いつの間にか、彼の手の震えは収まっていた。
激しく動揺し、脈打っていた心臓も、今では平静を取り戻しつつある。
不思議なことである──。悪夢に眠りを妨げられた時、この茨の指輪を眺めると、妙に心が落ち着くのだ。
それで、ここ最近のアルベリクは、夢魔に襲われる度に引き出しを開き、身に付けられない指輪を眺めるという行為を繰り返していた。
そう、この指輪は身につけることができない。ただ一点、そのことが、アルベリクを苦しめていた。指輪の腕の内側からささくれだった棘は、何人をも近づけることを許さず、触れるものを傷つけるのである。
アルベリクは今や指輪を直接手に取り、窓の光に向かって掲げ見ていた。その彼の左手の小指が、指輪の腕に近づいてゆく。
──この指輪が、己の指の中で瞬く様を見てみたい。
それは、抗いがたい、欲望にも似た願いだった。
幾度となく試みたことだったが、その度にその試みは失敗してきた。しかし、やらずにはいられなかった。

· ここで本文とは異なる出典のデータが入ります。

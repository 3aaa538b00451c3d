//! Decoding of ISS tabular JSON.
//!
//! An ISS response is an object of named blocks, each shaped as
//! `{"columns": [..], "data": [[..], ..]}`. Rows are exposed as a
//! `column -> value` mapping with typed accessors.

use std::collections::BTreeMap;

use rust_decimal::Decimal;
use serde::Deserialize;
use serde_json::{Map, Value};
use time::Date;

use crate::domain::coerce;
use crate::MoexError;

/// Parsed ISS response body.
#[derive(Debug, Clone, PartialEq, Default)]
pub struct IssDocument {
    blocks: Map<String, Value>,
}

impl IssDocument {
    pub fn parse(body: &str) -> Result<Self, MoexError> {
        let value: Value = serde_json::from_str(body)
            .map_err(|error| MoexError::decode(format!("ISS response is not valid JSON: {error}")))?;
        match value {
            Value::Object(blocks) => Ok(Self { blocks }),
            _ => Err(MoexError::decode("ISS response is not a JSON object")),
        }
    }

    /// Returns the named block; a missing or `null` block is an empty table.
    pub fn table(&self, name: &str) -> Result<IssTable, MoexError> {
        let Some(block) = self.blocks.get(name).filter(|block| !block.is_null()) else {
            return Ok(IssTable::empty());
        };

        let raw = RawTable::deserialize(block).map_err(|error| {
            MoexError::decode(format!("ISS block '{name}' is not a columns/data table: {error}"))
        })?;
        Ok(IssTable {
            columns: raw.columns,
            data: raw.data,
        })
    }

    pub fn has_block(&self, name: &str) -> bool {
        self.blocks.contains_key(name)
    }
}

#[derive(Deserialize)]
struct RawTable {
    columns: Vec<String>,
    data: Vec<Vec<Value>>,
}

#[derive(Debug, Clone, PartialEq, Default)]
pub struct IssTable {
    columns: Vec<String>,
    data: Vec<Vec<Value>>,
}

impl IssTable {
    pub fn empty() -> Self {
        Self::default()
    }

    pub fn columns(&self) -> &[String] {
        &self.columns
    }

    pub fn len(&self) -> usize {
        self.data.len()
    }

    pub fn is_empty(&self) -> bool {
        self.data.is_empty()
    }

    pub fn rows(&self) -> Vec<Row> {
        self.data
            .iter()
            .map(|cells| {
                self.columns
                    .iter()
                    .cloned()
                    .zip(cells.iter().cloned())
                    .collect()
            })
            .collect()
    }
}

/// One ISS row keyed by column name.
#[derive(Debug, Clone, PartialEq, Default)]
pub struct Row {
    values: BTreeMap<String, Value>,
}

impl Row {
    pub fn get(&self, column: &str) -> Option<&Value> {
        self.values.get(column)
    }

    pub fn text(&self, column: &str) -> Option<String> {
        self.get(column).and_then(coerce::text)
    }

    pub fn decimal(&self, column: &str) -> Option<Decimal> {
        self.get(column).and_then(coerce::decimal)
    }

    pub fn int(&self, column: &str) -> Option<i64> {
        self.get(column).and_then(coerce::int)
    }

    pub fn date(&self, column: &str) -> Option<Date> {
        self.get(column).and_then(coerce::date)
    }

    pub fn flag(&self, column: &str) -> Option<bool> {
        self.get(column).and_then(coerce::flag)
    }

    /// Trading board code (`BOARDID`).
    pub fn board_id(&self) -> Option<String> {
        self.text("BOARDID")
    }

    /// First column in `columns` holding a decimal value.
    pub fn first_decimal(&self, columns: &[&str]) -> Option<Decimal> {
        columns.iter().find_map(|column| self.decimal(column))
    }
}

impl FromIterator<(String, Value)> for Row {
    fn from_iter<T: IntoIterator<Item = (String, Value)>>(iter: T) -> Self {
        Self {
            values: iter.into_iter().collect(),
        }
    }
}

小指の先を、極限まで指輪の肌に近づける。光り輝く棘の隙間を、爪の先が掠めてゆく。
瞬間、アルベリクの指に鋭い痛みが走った。
赤い血が、小指の腹の上で、粒の形を膨らませてゆく。
幾度もなく試みた結果、幾度となく見てきた光景だった。
『その指輪は、今の貴方です』
ナタリーの声が、耳の奥にこだまする。
「なぜだ! お前は、俺自身のはずだろう……?」
アルベリクを拒んだ指輪は、月明かりを受けて、ただ静かに光瞬くばかりだった。